### About this exercise
Filter the data for "FocusSignal" and copy matching lines.
[[ Task material open ]]
//! Track transition tests: crossfade ramps, playback rate and effects
//!
//! **Test Coverage:**
//! - Natural transitions ramp 0 -> output volume; explicit jumps do not
//! - Ramp interrupted by duck, pause or playback error
//! - Per-track pitch/speed with 1.0 defaults, lookup failure fallback
//! - Effects chain recreated per audio session, applied or reset per track

mod helpers;

use bpc_focus::effects::{EffectsCall, TrackAudioSettings};
use bpc_focus::events::{EngineEvent, FocusSignal, TransitionReason};
use helpers::{count_of, Harness, HarnessBuilder};

fn transition(track_id: &str, reason: TransitionReason) -> EngineEvent {
    EngineEvent::TrackTransition {
        track_id: Some(track_id.to_string()),
        reason,
    }
}

async fn crossfading(volume: f32) -> Harness {
    HarnessBuilder::new()
        .playing()
        .volume(volume)
        .preferences(|p| p.crossfade_ms = 3_000)
        .start()
        .await
}

// ========================================
// Crossfade
// ========================================

/// **Given:** Crossfade 3000 ms, playing at 0.8
/// **When:** Track ends naturally
/// **Then:** Volume ramps from 0 and lands on 0.8
#[tokio::test(start_paused = true)]
async fn test_natural_transition_ramps_volume() {
    let mut h = crossfading(0.8).await;

    let status = h.engine_event(transition("b", TransitionReason::Auto)).await;
    assert!(status.crossfade_active);
    assert_eq!(h.volume(), 0.0);

    h.advance(1_525).await;
    let mid = h.volume();
    assert!(mid > 0.3 && mid < 0.5, "halfway volume was {}", mid);

    let status = h.advance(1_600).await;
    assert!(!status.crossfade_active);
    assert_eq!(h.volume(), 0.8);

    let history = h.rig.engine.volume_history();
    assert!(history.windows(2).all(|w| w[0] <= w[1]), "ramp is monotonic");

    let notices = h.drain_notices();
    assert_eq!(count_of(&notices, "CrossfadeStarted"), 1);
    assert_eq!(count_of(&notices, "CrossfadeCompleted"), 1);
}

/// **Given:** Crossfade enabled
/// **When:** Listener seeks to another item
/// **Then:** No ramp
#[tokio::test(start_paused = true)]
async fn test_seek_does_not_ramp() {
    let h = crossfading(1.0).await;

    let status = h.engine_event(transition("b", TransitionReason::Seek)).await;

    assert!(!status.crossfade_active);
    assert!(h.rig.engine.volume_history().is_empty());
    assert_eq!(h.volume(), 1.0);
}

/// **Given:** Crossfade disabled (0 ms)
/// **When:** Natural transition
/// **Then:** No ramp
#[tokio::test(start_paused = true)]
async fn test_zero_duration_disables_crossfade() {
    let h = Harness::playing().await;

    let status = h.engine_event(transition("b", TransitionReason::Repeat)).await;
    assert!(!status.crossfade_active);
}

/// **Given:** Crossfade preference changed at runtime
/// **When:** Natural transition
/// **Then:** New duration used
#[tokio::test(start_paused = true)]
async fn test_crossfade_preference_applies_live() {
    let h = Harness::playing().await;

    h.preferences.set_crossfade_ms(500);
    h.flush().await;
    let status = h.engine_event(transition("b", TransitionReason::Auto)).await;
    assert!(status.crossfade_active);

    let status = h.advance(600).await;
    assert!(!status.crossfade_active);
    assert_eq!(h.volume(), 1.0);
}

/// **Given:** Ramp in progress
/// **When:** Explicit jump to another item
/// **Then:** Ramp abandoned at full volume
#[tokio::test(start_paused = true)]
async fn test_seek_mid_ramp_lands_on_full_volume() {
    let h = crossfading(0.6).await;
    h.engine_event(transition("b", TransitionReason::Auto)).await;
    h.advance(500).await;

    let status = h.engine_event(transition("c", TransitionReason::Seek)).await;

    assert!(!status.crossfade_active);
    assert_eq!(h.volume(), 0.6);
}

/// **Given:** Ramp in progress at listener volume 1.0
/// **When:** CAN_DUCK loss, then GAIN
/// **Then:** Duck from the listener volume, restore exactly 1.0
#[tokio::test(start_paused = true)]
async fn test_duck_mid_ramp_uses_listener_volume() {
    let h = crossfading(1.0).await;
    h.engine_event(transition("b", TransitionReason::Auto)).await;
    h.advance(1_000).await;

    let status = h.focus(FocusSignal::LossTransientCanDuck).await;
    assert!(!status.crossfade_active);
    assert!(status.duck.is_ducked);
    assert_eq!(status.duck.normal_volume, 1.0);
    assert_eq!(h.volume(), 0.2);

    // Ramp task must not push the volume back up while ducked
    h.advance(3_000).await;
    assert_eq!(h.volume(), 0.2);

    h.focus(FocusSignal::Gain).await;
    assert_eq!(h.volume(), 1.0);
}

/// **Given:** Ramp in progress
/// **When:** Listener pauses
/// **Then:** Ramp ends at the output volume
#[tokio::test(start_paused = true)]
async fn test_pause_mid_ramp_restores_volume() {
    let h = crossfading(0.7).await;
    h.engine_event(transition("b", TransitionReason::Auto)).await;
    h.advance(800).await;

    let status = h.user_pause().await;

    assert!(!status.crossfade_active);
    assert_eq!(h.volume(), 0.7);
}

/// **Given:** Ramp in progress
/// **When:** Engine reports a playback error
/// **Then:** Ramp ends at the output volume
#[tokio::test(start_paused = true)]
async fn test_playback_error_mid_ramp_restores_volume() {
    let h = crossfading(0.9).await;
    h.engine_event(transition("b", TransitionReason::Auto)).await;
    h.advance(200).await;

    let status = h
        .engine_event(EngineEvent::PlaybackError {
            message: "decoder failed".to_string(),
        })
        .await;

    assert!(!status.crossfade_active);
    assert_eq!(h.volume(), 0.9);
}

// ========================================
// Playback rate
// ========================================

/// **Given:** One track with stored pitch/speed, one without
/// **When:** Transitions to each
/// **Then:** Stored values applied, then reset to 1.0
#[tokio::test(start_paused = true)]
async fn test_per_track_rate_and_default_reset() {
    let h = Harness::playing().await;
    h.rig.track_settings.insert(
        "slow",
        TrackAudioSettings {
            pitch: 0.9,
            speed: 0.75,
            ..Default::default()
        },
    );

    h.engine_event(transition("slow", TransitionReason::Seek)).await;
    assert_eq!(h.rig.engine.playback_rate(), (0.9, 0.75));

    h.engine_event(transition("plain", TransitionReason::Auto)).await;
    assert_eq!(h.rig.engine.playback_rate(), (1.0, 1.0));
}

/// **Given:** Settings store failing
/// **When:** Transition to a track with stored settings
/// **Then:** Defaults used, transition completes
#[tokio::test(start_paused = true)]
async fn test_lookup_failure_falls_back_to_defaults() {
    let h = Harness::playing().await;
    h.rig.track_settings.insert(
        "fast",
        TrackAudioSettings {
            speed: 1.5,
            ..Default::default()
        },
    );
    h.engine_event(transition("fast", TransitionReason::Seek)).await;
    assert_eq!(h.rig.engine.playback_rate(), (1.0, 1.5));

    h.rig.track_settings.set_fail(true);
    let status = h.engine_event(transition("fast", TransitionReason::Seek)).await;

    assert_eq!(h.rig.engine.playback_rate(), (1.0, 1.0));
    assert!(status.engine_playing);
}

// ========================================
// Effects
// ========================================

/// **Given:** Audio session 7 with an enabled track and a plain track
/// **When:** Transitions, then session changes to 9
/// **Then:** Apply, reset, release old chain before creating the new one
#[tokio::test(start_paused = true)]
async fn test_effects_follow_session_and_track() {
    let h = Harness::playing().await;
    let boosted = TrackAudioSettings {
        enabled: true,
        bass_boost: 600,
        eq_band_gains_db: vec![3.0, 0.0, -2.0],
        ..Default::default()
    };
    h.rig.track_settings.insert("boosted", boosted.clone());

    h.engine_event(EngineEvent::AudioSessionChanged { session_id: 7 })
        .await;
    h.engine_event(transition("boosted", TransitionReason::Seek)).await;
    h.engine_event(transition("plain", TransitionReason::Seek)).await;
    h.engine_event(EngineEvent::AudioSessionChanged { session_id: 7 })
        .await;
    h.engine_event(EngineEvent::AudioSessionChanged { session_id: 9 })
        .await;

    assert_eq!(
        h.rig.effects_factory.calls(),
        vec![
            EffectsCall::Create { session_id: 7 },
            EffectsCall::Apply {
                session_id: 7,
                settings: boosted,
            },
            EffectsCall::Reset { session_id: 7 },
            EffectsCall::Release { session_id: 7 },
            EffectsCall::Create { session_id: 9 },
        ]
    );
    assert_eq!(h.rig.effects.session_id().await, Some(9));
}

/// **Given:** Effects creation failing for the session
/// **When:** Track transition with enabled settings
/// **Then:** Playback continues without effects
#[tokio::test(start_paused = true)]
async fn test_effects_creation_failure_is_survivable() {
    let h = Harness::playing().await;
    h.rig.effects_factory.set_fail_create(true);
    h.rig.track_settings.insert(
        "boosted",
        TrackAudioSettings {
            enabled: true,
            ..Default::default()
        },
    );

    h.engine_event(EngineEvent::AudioSessionChanged { session_id: 3 })
        .await;
    let status = h.engine_event(transition("boosted", TransitionReason::Seek)).await;

    assert!(status.engine_playing);
    assert!(h.rig.effects_factory.calls().is_empty());
    assert_eq!(h.rig.effects.session_id().await, None);
}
[[ Task material closed ]]
### Answer to this exercise
use bpc_focus::events::{EngineEvent, FocusSignal, TransitionReason};
    let status = h.focus(FocusSignal::LossTransientCanDuck).await;
    h.focus(FocusSignal::Gain).await;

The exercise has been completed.